J. R. R. Tolkien, la toga e l’erba pipa
di Paolo Paron
Era nato in Sud Africa nel lontano 1892, fece ben presto ritorno
in Inghilterra con la madre ed il fratellino. Il babbo invece morì
in quella lontana terra, pochi mesi dopo la loro partenza, senza
riuscire a raggiungerli. Con grandi sacrifici la madre riuscì per
qualche anno ad allevarli entrambi, conobbero il collegio e la
solitudine. Anche lei, in un grigio giorno inglese, li lasciò soli
in questo mondo, affidandoli alle cure di Padre Francis. Cattolici
in un paese protestante crebbero, pur non senza difficoltà e
trovarono una propria strada da seguire. John Ronald Reuel Tolkien
fin da bambino provò sempre un grande piacere nello scrivere
storie e racconti, crebbe approfondendo e coltivando questa sua
passione.

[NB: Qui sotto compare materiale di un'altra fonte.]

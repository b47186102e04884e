//! Hand-written capability mocks shared by the engine integration tests.

#![allow(dead_code)]

use async_trait::async_trait;
use scout_api::{ApiError, ApiProfile, ProfileApi};
use scout_browser::{BrowserError, ExtractorSpec, PageController, PageSession, SessionOptions};
use scout_budget::{BudgetRegistry, BudgetSpec, Method};
use scout_core::{Handle, Platform, Post};
use serde_json::{json, Value};
use std::sync::atomic::{AtomicUsize, Ordering};
use std::sync::{Arc, Mutex};
use std::time::Duration;

/// Budgets generous enough that tests never wait on them.
pub fn open_budgets() -> BudgetRegistry {
    let spec = BudgetSpec::new(100_000, Duration::from_secs(1));
    let mut registry = BudgetRegistry::with_defaults();
    for platform in Platform::ALL {
        registry = registry
            .with_budget(platform.as_str(), Method::Api, spec)
            .with_budget(platform.as_str(), Method::Scraping, spec);
    }
    registry
}

/// Counters observed across every session a [`MockPages`] opened.
#[derive(Default)]
pub struct PageStats {
    pub opens: AtomicUsize,
    pub feed_evaluations: AtomicUsize,
    pub profile_evaluations: AtomicUsize,
    pub reloads: AtomicUsize,
    pub closes: AtomicUsize,
    pub active: AtomicUsize,
    pub max_active: AtomicUsize,
    pub opened_urls: Mutex<Vec<String>>,
}

impl PageStats {
    pub fn get(counter: &AtomicUsize) -> usize {
        counter.load(Ordering::SeqCst)
    }
}

type FeedFn = dyn Fn(usize, usize) -> Value + Send + Sync;
type ProfileFn = dyn Fn(&str) -> Option<Value> + Send + Sync;

/// Page controller with scripted feed and profile pages.
///
/// The feed script receives `(step, reloads)` for the session; the profile
/// script receives the page URL and returns `None` for a broken page.
pub struct MockPages {
    pub stats: Arc<PageStats>,
    feed: Arc<FeedFn>,
    profile: Arc<ProfileFn>,
    fail_open: bool,
    hold: Duration,
}

impl MockPages {
    pub fn new() -> Self {
        Self {
            stats: Arc::new(PageStats::default()),
            feed: Arc::new(|_: usize, _: usize| Value::Null),
            profile: Arc::new(|_: &str| -> Option<Value> { None }),
            fail_open: false,
            hold: Duration::ZERO,
        }
    }

    pub fn with_feed(mut self, feed: impl Fn(usize, usize) -> Value + Send + Sync + 'static) -> Self {
        self.feed = Arc::new(feed);
        self
    }

    pub fn with_profile(mut self, profile: impl Fn(&str) -> Option<Value> + Send + Sync + 'static) -> Self {
        self.profile = Arc::new(profile);
        self
    }

    pub fn failing_open(mut self) -> Self {
        self.fail_open = true;
        self
    }

    /// Time each evaluation takes.
    pub fn with_hold(mut self, hold: Duration) -> Self {
        self.hold = hold;
        self
    }
}

#[async_trait]
impl PageController for MockPages {
    async fn open(&self, url: &str, _options: &SessionOptions) -> scout_browser::Result<Box<dyn PageSession>> {
        if self.fail_open {
            return Err(BrowserError::NavigationError(format!("cannot reach {url}")));
        }
        self.stats
            .opened_urls
            .lock()
            .expect("lock opened urls")
            .push(url.to_string());
        self.stats.opens.fetch_add(1, Ordering::SeqCst);
        let active = self.stats.active.fetch_add(1, Ordering::SeqCst) + 1;
        self.stats.max_active.fetch_max(active, Ordering::SeqCst);

        Ok(Box::new(MockSession {
            url: url.to_string(),
            stats: Arc::clone(&self.stats),
            feed: Arc::clone(&self.feed),
            profile: Arc::clone(&self.profile),
            hold: self.hold,
            step: 0,
            reloads: 0,
            closed: false,
        }))
    }
}

struct MockSession {
    url: String,
    stats: Arc<PageStats>,
    feed: Arc<FeedFn>,
    profile: Arc<ProfileFn>,
    hold: Duration,
    step: usize,
    reloads: usize,
    closed: bool,
}

impl MockSession {
    fn check_open(&self) -> scout_browser::Result<()> {
        if self.closed {
            Err(BrowserError::SessionClosed)
        } else {
            Ok(())
        }
    }
}

#[async_trait]
impl PageSession for MockSession {
    async fn scroll_to_bottom(&mut self) -> scout_browser::Result<()> {
        self.check_open()
    }

    async fn evaluate(&mut self, spec: &ExtractorSpec) -> scout_browser::Result<Value> {
        self.check_open()?;
        if !self.hold.is_zero() {
            tokio::time::sleep(self.hold).await;
        }
        match spec {
            ExtractorSpec::FeedCandidates(_) => {
                self.stats.feed_evaluations.fetch_add(1, Ordering::SeqCst);
                let value = (self.feed)(self.step, self.reloads);
                self.step += 1;
                Ok(value)
            }
            ExtractorSpec::ProfileFields(_) => {
                self.stats.profile_evaluations.fetch_add(1, Ordering::SeqCst);
                (self.profile)(&self.url).ok_or_else(|| {
                    BrowserError::ExtractionError(format!("selectors matched nothing on {}", self.url))
                })
            }
        }
    }

    async fn reload(&mut self) -> scout_browser::Result<()> {
        self.check_open()?;
        self.reloads += 1;
        self.stats.reloads.fetch_add(1, Ordering::SeqCst);
        Ok(())
    }

    async fn close(&mut self) -> scout_browser::Result<()> {
        self.check_open()?;
        self.closed = true;
        self.stats.closes.fetch_add(1, Ordering::SeqCst);
        self.stats.active.fetch_sub(1, Ordering::SeqCst);
        Ok(())
    }
}

/// Feed entry with a visible follower count.
pub fn feed_entry(handle: &str, followers: u64, bio: &str) -> Value {
    json!({ "handle": handle, "display_name": handle, "bio": bio, "followers": followers })
}

/// Profile page extraction output.
pub fn profile_page(name: &str, followers: &str, bio: &str) -> Value {
    json!({
        "display_name": name,
        "bio": bio,
        "followers": followers,
        "following": "312",
        "posts": "1,204",
        "recent_posts": [
            { "url": "https://www.instagram.com/p/one/", "likes": 900, "comments": 100, "timestamp": "2024-03-01T10:00:00Z", "caption": "Morning workout" },
            { "url": "https://www.instagram.com/p/two/", "likes": 50, "comments": 5, "timestamp": "2024-03-05T10:00:00Z", "caption": "Gym day" }
        ]
    })
}

/// Which API call should fail.
#[derive(Debug, Clone, Copy, PartialEq, Eq)]
pub enum FailAt {
    Nowhere,
    Identity,
    Profile,
    Content,
}

/// Scripted platform API that records how many calls it received.
pub struct MockApi {
    pub platform: Platform,
    pub fail_at: FailAt,
    pub calls: AtomicUsize,
    pub profile: ApiProfile,
    pub posts: Vec<Post>,
}

impl MockApi {
    pub fn new(platform: Platform, fail_at: FailAt) -> Self {
        Self {
            platform,
            fail_at,
            calls: AtomicUsize::new(0),
            profile: ApiProfile {
                display_name: Some("Api Name".to_string()),
                bio: Some("Tech reviews and coding tutorials. biz@api.dev".to_string()),
                follower_count: Some(1_000),
                raw: json!({ "id": "42" }),
                ..ApiProfile::default()
            },
            posts: Vec::new(),
        }
    }

    pub fn with_posts(mut self, posts: Vec<Post>) -> Self {
        self.posts = posts;
        self
    }

    fn call(&self, stage: FailAt) -> scout_api::Result<()> {
        self.calls.fetch_add(1, Ordering::SeqCst);
        if self.fail_at == stage {
            Err(ApiError::Status {
                platform: self.platform.to_string(),
                status: 500,
                message: format!("{stage:?} unavailable"),
            })
        } else {
            Ok(())
        }
    }
}

#[async_trait]
impl ProfileApi for MockApi {
    fn platform(&self) -> Platform {
        self.platform
    }

    async fn resolve_identity(&self, _handle: &Handle) -> scout_api::Result<Option<String>> {
        self.call(FailAt::Identity)?;
        Ok(Some("42".to_string()))
    }

    async fn fetch_profile(&self, _id: &str) -> scout_api::Result<Option<ApiProfile>> {
        self.call(FailAt::Profile)?;
        Ok(Some(self.profile.clone()))
    }

    async fn fetch_recent_content(&self, _id: &str, limit: usize) -> scout_api::Result<Vec<Post>> {
        self.call(FailAt::Content)?;
        Ok(self.posts.iter().take(limit).cloned().collect())
    }
}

I suoi studi gli servirono per conoscere in modo ancora
più profondo le lingue, le parlate, gli idiomi di tutta Europa.
Professore di filologia germanica ad Oxford, teneva affollate
lezioni declamando in antico norreno ed instillando nei giovani il
suo amore per il mondo delle tradizioni. Fu un profondo
conoscitore della mitologia europea e da questo suo amore un
giorno nacque l'ispirazione.
A questo giunse dopo tutta un'esistenza dedicata a creare
linguaggi, ad inventare terre e popoli con miti e storie di grande
fascino. Combatté nella prima guerra mondiale e, tornato dai
pantani e dalle trincee del continente, sposò il suo grande amore:
Edith, che lo accompagnò poi per tutta la sua esistenza. Ebbe
quattro figli e quando ancora non era lo scrittore affermato che
fu a partire dalla seconda metà del secolo scorso, già scriveva
racconti e narrava storie create, ideate per la sua giovane
discendenza. Ancora oggi si leggono le Lettere di Babbo Natale che
ogni anno egli faceva recapitare a casa sua, inventandosi persino
il francobollo del Polo Nord e dove raccontava le avventure e le
vicissitudini del tanto amato Babbo grasso e pacioccone dalla
lunga barba bianca. Raccontava gli scherzi degli Elfi e i danni
causati dalla goffaggine dell'Orso Polare e per tanti, lunghi anni
(fino a quando i suoi figli ebbero l'età per amare questo gioco)
non ha mancato un appuntamento. Ha sempre detestato la società
industrializzata, le grandi e grigie fabbriche, il maglio
meccanico e le possenti acciaierie che oscuravano il cielo con i
loro fumi e minacciavano le nubi con le loro ciminiere, come
adunche dita ammonitrici. Per lui tutto questo ha sempre
rappresentato il simbolo di un potere maligno, che nasce dalla
volontà di possesso ed allontana l'uomo dalla sensibilità,
dall'amore, dalla creatività.
Il suo amore andava tutto ai grandi, poderosi, rugosi alberi, che
avevano visto secoli di storia e dalle loro chiome sapevano
stillare saggezza e serenità. Seppe narrare il grande incanto
della Terra di Mezzo, dove umani, nani, elfi ed orchi si sono
scontrati, sono morti, hanno costruito e visto infrangersi i sogni
di tutto un mondo. Era un sub-creatore di mondi, che sapeva
raccontare della nostra vita e delle nostre aspirazioni, degli
ideali e delle bassezze di un mondo moderno in cui riconoscersi e
con cui misurarsi, ma soprattutto da combattere e vincere. Da una
mitologia per l'Inghilterra (questo era il suo progetto iniziale)
seppe trovare l'ispirazione per creare un nuovo mito per il
Ventesimo secolo e milioni di giovani ancora oggi sognano, amano e
soffrono pensando agli eroi creati intorno alla malignità di un
magico, Unico Anello. John Ronald Reuel Tolkien si spense nel
1973, due anni dopo la sua amata Edith e sulle due lapidi ha fatto
scrivere solo Beren e Luthien (due splendidi personaggi di un suo
racconto), perché egli ormai, mano nella mano con lei, è entrato
nella Terra di Mezzo e come un grande eroe della Terza Era ha
sicuramente raggiunto le Terre Imperiture dove, per la gioia di
dei ed elfi, canta le antiche gesta dei prodi guerrieri di un
mondo sempre vivo nel cuore dell'Uomo.